3Q01 industrial laser shipments down 37%

McLean, Va.-Shipments of industrial laser equipment and systems for North America and U.S. exports for 2001's third quarter were down 37% from the year before to $105.2 million, according to a recent report by the Laser System Product Group (LSPG) of the Association for Manufacturing Technology (AMT).

By Jim Montague, news editor November 28, 2001

McLean, Va.- Shipments of industrial laser equipment and systems for North America and U.S. exports for 2001’s third quarter were down 37% from the year before to $105.2 million, according to a recent report by the Laser System Product Group (LSPG) of the Association for Manufacturing Technology (AMT). Laser shipments on North America by the 45 companies reporting to LSPG’s statistical program totaled $71.2 million, while exports totaled $34 million.

LSPG’s report found that CO 2 laser shipments in 3Q01 were down 30% from the year before. Nd:YAG laser shipments declined 45% during the same period. The report adds that cutting applications were the largest source of industrial laser activity in 3Q01, accounting for 45% of all shipments.

In addition, 50% of all industrial lasers shipped for the year were CO 2 and more than 80 of total shipments were configured as laser systems, which is a laser source and workstation.

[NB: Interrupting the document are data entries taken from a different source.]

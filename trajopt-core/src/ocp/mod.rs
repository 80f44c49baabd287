//! Optimal control problems transcribed into a [`Problem`].
//!
//! An [`OcpSolver`] lays out a state trajectory `X` (`num_states × N+1`), an
//! input trajectory `U` (`num_inputs × N`) and the timesteps `dt` (`1 × N`),
//! then ties consecutive states together with dynamics constraints built by
//! the chosen [`TranscriptionMethod`]. Bounds, boundary conditions, per-step
//! constraints and the cost are added on top before calling
//! [`OcpSolver::solve`].
//!
//! [`Problem`]: crate::optimization::Problem

mod solver;
mod transcription;

use std::fmt;
use std::str::FromStr;

use crate::autodiff::{Variable, VariableMatrix};
use crate::error::{Result, TrajoptError};

pub use solver::OcpSolver;

/// What the dynamics callback returns.
#[derive(Debug, Clone, Copy, PartialEq, Eq, Hash, Default)]
pub enum DynamicsType {
    /// `ẋ = f(t, x, u, dt)`
    #[default]
    ExplicitOde,
    /// `x_{k+1} = f(t, x_k, u_k, dt)`
    Discrete,
}

/// How the timestep of each interval is chosen.
#[derive(Debug, Clone, Copy, PartialEq, Eq, Hash, Default)]
pub enum TimestepMethod {
    /// Every interval uses the configured `dt`
    #[default]
    Fixed,
    /// One shared `dt` decision variable
    VariableSingle,
    /// One `dt` decision variable per interval
    Variable,
}

/// How dynamics become constraints.
#[derive(Debug, Clone, Copy, PartialEq, Eq, Hash, Default)]
pub enum TranscriptionMethod {
    /// Every state is a decision variable, linked to the next by one
    /// integration step (RK4 for ODEs, the map itself for discrete dynamics)
    #[default]
    DirectTranscription,
    /// Hermite–Simpson collocation with a midpoint per interval
    DirectCollocation,
    /// Only the initial state is free; later states are expressions of it
    /// and the inputs
    SingleShooting,
}

impl fmt::Display for TranscriptionMethod {
    fn fmt(&self, f: &mut fmt::Formatter<'_>) -> fmt::Result {
        match self {
            TranscriptionMethod::DirectTranscription => write!(f, "direct-transcription"),
            TranscriptionMethod::DirectCollocation => write!(f, "direct-collocation"),
            TranscriptionMethod::SingleShooting => write!(f, "single-shooting"),
        }
    }
}

impl FromStr for TranscriptionMethod {
    type Err = TrajoptError;

    fn from_str(s: &str) -> Result<Self> {
        match s.trim().to_ascii_lowercase().replace('_', "-").as_str() {
            "direct-transcription" | "transcription" => Ok(TranscriptionMethod::DirectTranscription),
            "direct-collocation" | "collocation" => Ok(TranscriptionMethod::DirectCollocation),
            "single-shooting" | "shooting" => Ok(TranscriptionMethod::SingleShooting),
            other => Err(TrajoptError::InvalidConfig(format!("unknown transcription method '{}'", other))),
        }
    }
}

/// Shape and discretization of an optimal control problem.
#[derive(Debug, Clone)]
pub struct OcpConfig {
    pub num_states: usize,
    pub num_inputs: usize,
    /// Timestep in seconds; the initial guess for variable timesteps
    pub dt: f64,
    /// Number of intervals `N`
    pub num_steps: usize,
    pub dynamics_type: DynamicsType,
    pub timestep_method: TimestepMethod,
    pub transcription_method: TranscriptionMethod,
}

impl OcpConfig {
    /// Fixed-step direct transcription of an explicit ODE.
    pub fn new(num_states: usize, num_inputs: usize, dt: f64, num_steps: usize) -> Self {
        Self {
            num_states,
            num_inputs,
            dt,
            num_steps,
            dynamics_type: DynamicsType::default(),
            timestep_method: TimestepMethod::default(),
            transcription_method: TranscriptionMethod::default(),
        }
    }

    pub fn with_dynamics_type(mut self, dynamics_type: DynamicsType) -> Self {
        self.dynamics_type = dynamics_type;
        self
    }

    pub fn with_timestep_method(mut self, timestep_method: TimestepMethod) -> Self {
        self.timestep_method = timestep_method;
        self
    }

    pub fn with_transcription_method(mut self, transcription_method: TranscriptionMethod) -> Self {
        self.transcription_method = transcription_method;
        self
    }

    pub(crate) fn validate(&self) -> Result<()> {
        if self.num_states == 0 {
            return Err(TrajoptError::InvalidProblem("an OCP needs at least one state".into()));
        }
        if self.num_steps == 0 {
            return Err(TrajoptError::InvalidProblem("an OCP needs at least one step".into()));
        }
        if !(self.dt.is_finite() && self.dt > 0.0) {
            return Err(TrajoptError::InvalidProblem(format!("timestep must be positive, got {}", self.dt)));
        }
        if self.dynamics_type == DynamicsType::Discrete
            && self.transcription_method == TranscriptionMethod::DirectCollocation
        {
            return Err(TrajoptError::InvalidProblem(
                "direct collocation requires explicit ODE dynamics".into(),
            ));
        }
        Ok(())
    }
}

/// One interval of the trajectory, handed to
/// [`OcpSolver::for_each_step`].
#[derive(Debug, Clone)]
pub struct Stage {
    pub index: usize,
    /// Time at the start of the interval
    pub t: Variable,
    /// State at the start of the interval (`num_states × 1`)
    pub x: VariableMatrix,
    /// Input held over the interval (`num_inputs × 1`)
    pub u: VariableMatrix,
    pub dt: Variable,
}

‘The key to any economic revival will be a friendlier environment for capital investment. The productivity brought to the manufacturing floor by lasers and other manufacturing technology help produce seven years of robust economic growth,’ says Dave Plourde, LSPG’s chairman. ‘Washington needs to demonstrate leadership and create long-term investment incentives to boost productivity and increase American workers’ value.’